A Single Lgr5-expressing Cell in Culture Can Generate an Entire
Organized Crypt-Villus System
The Paneth cells themselves are progeny of the stem cells, suggesting that the
intestinal stem-cell system is in some way self-maintaining and self-organizing.
This is demonstrated in a striking way by taking single dissociated Lgr5-expressing
cells and allowing them to proliferate in culture, embedded in a cell-free matrix
rich in the basal-lamina component laminin (mimicking basal lamina). The cells
proliferate, forming at first small, round epithelial vesicles. Within a few days,
however, one or another of the cells in the vesicle, at random, begins to differentiate
as a Paneth cell. This induces its neighbors to behave as stem cells and initiates
transformation of the simple vesicle into an organized structure, or organoid
(Figure 22–8A,B). Protrusions resembling crypts grow out into the surrounding
matrix and contain Paneth cells, Lgr5-expressing stem cells, and the transit amplifying
cells derived from them; these cell types are confined to the cryptlike structures.

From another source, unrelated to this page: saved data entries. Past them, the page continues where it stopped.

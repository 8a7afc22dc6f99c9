use crate::domain::{CampaignSnapshot, CampaignStatus};
use crate::ports::{CampaignDirectory, CollaboratorError};
use async_trait::async_trait;
use std::collections::HashMap;
use std::sync::{Mutex, MutexGuard};

#[derive(Default)]
struct CampaignState {
    campaigns: HashMap<String, CampaignSnapshot>,
    unavailable: bool,
    review_requests: usize,
}

/// Campaign directory held in memory, for tests and sandbox runs.
#[derive(Default)]
pub struct InMemoryCampaigns {
    state: Mutex<CampaignState>,
}

impl InMemoryCampaigns {
    pub fn new() -> Self {
        Self::default()
    }

    fn state(&self) -> MutexGuard<'_, CampaignState> {
        self.state.lock().unwrap_or_else(|p| p.into_inner())
    }

    pub fn insert(&self, id: &str, owner_id: &str, status: CampaignStatus, fee_cents: i64) {
        self.state().campaigns.insert(
            id.to_string(),
            CampaignSnapshot {
                id: id.to_string(),
                owner_id: owner_id.to_string(),
                status,
                publication_plan: None,
                publication_fee_cents: fee_cents,
            },
        );
    }

    pub fn status(&self, id: &str) -> Option<CampaignStatus> {
        self.state().campaigns.get(id).map(|c| c.status)
    }

    /// While set, every call fails with `Unavailable`.
    pub fn set_unavailable(&self, unavailable: bool) {
        self.state().unavailable = unavailable;
    }

    pub fn review_requests(&self) -> usize {
        self.state().review_requests
    }

    fn with_campaign<T>(
        &self,
        id: &str,
        f: impl FnOnce(&mut CampaignSnapshot) -> Result<T, CollaboratorError>,
    ) -> Result<T, CollaboratorError> {
        let mut state = self.state();
        if state.unavailable {
            return Err(CollaboratorError::Unavailable(
                "campaign service offline".to_string(),
            ));
        }
        match state.campaigns.get_mut(id) {
            Some(campaign) => f(campaign),
            None => Err(CollaboratorError::NotFound(id.to_string())),
        }
    }
}

#[async_trait]
impl CampaignDirectory for InMemoryCampaigns {
    async fn get_campaign(&self, campaign_id: &str) -> Result<CampaignSnapshot, CollaboratorError> {
        self.with_campaign(campaign_id, |c| Ok(c.clone()))
    }

    async fn mark_pending_review(&self, campaign_id: &str) -> Result<(), CollaboratorError> {
        let result = self.with_campaign(campaign_id, |c| {
            let current = c.status;
            match current {
                CampaignStatus::PendingReview => Ok(()),
                s if s.accepts_payment() => {
                    c.status = CampaignStatus::PendingReview;
                    Ok(())
                }
                s => Err(CollaboratorError::Rejected(format!(
                    "campaign {} is {}",
                    c.id,
                    s.as_str()
                ))),
            }
        });
        if result.is_ok() {
            self.state().review_requests += 1;
        }
        result
    }

    async fn revert_to_draft(&self, campaign_id: &str) -> Result<(), CollaboratorError> {
        self.with_campaign(campaign_id, |c| {
            c.status = CampaignStatus::Draft;
            Ok(())
        })
    }
}

#[cfg(test)]
mod tests {
    use super::*;

    #[tokio::test]
    async fn test_mark_pending_review_transitions() {
        let campaigns = InMemoryCampaigns::new();
        campaigns.insert("draft", "u1", CampaignStatus::Draft, 100);
        campaigns.insert("archived", "u1", CampaignStatus::Archived, 100);

        campaigns.mark_pending_review("draft").await.unwrap();
        campaigns.mark_pending_review("draft").await.unwrap();
        assert_eq!(campaigns.status("draft"), Some(CampaignStatus::PendingReview));
        assert_eq!(campaigns.review_requests(), 2);

        let err = campaigns.mark_pending_review("archived").await.unwrap_err();
        assert!(matches!(err, CollaboratorError::Rejected(_)));
        assert_eq!(campaigns.status("archived"), Some(CampaignStatus::Archived));

        let err = campaigns.mark_pending_review("missing").await.unwrap_err();
        assert!(matches!(err, CollaboratorError::NotFound(_)));
    }
}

Terminally differentiated, nondividing absorptive cells line the other parts
of the organoid epithelium, with their microvilli facing the lumen. Goblet and
enteroendocrine cells are also present, scattered through the epithelium, and the
whole “minigut” structure, with all its cell types, grows and renews itself in much
the same way as the lining of the normal intestine.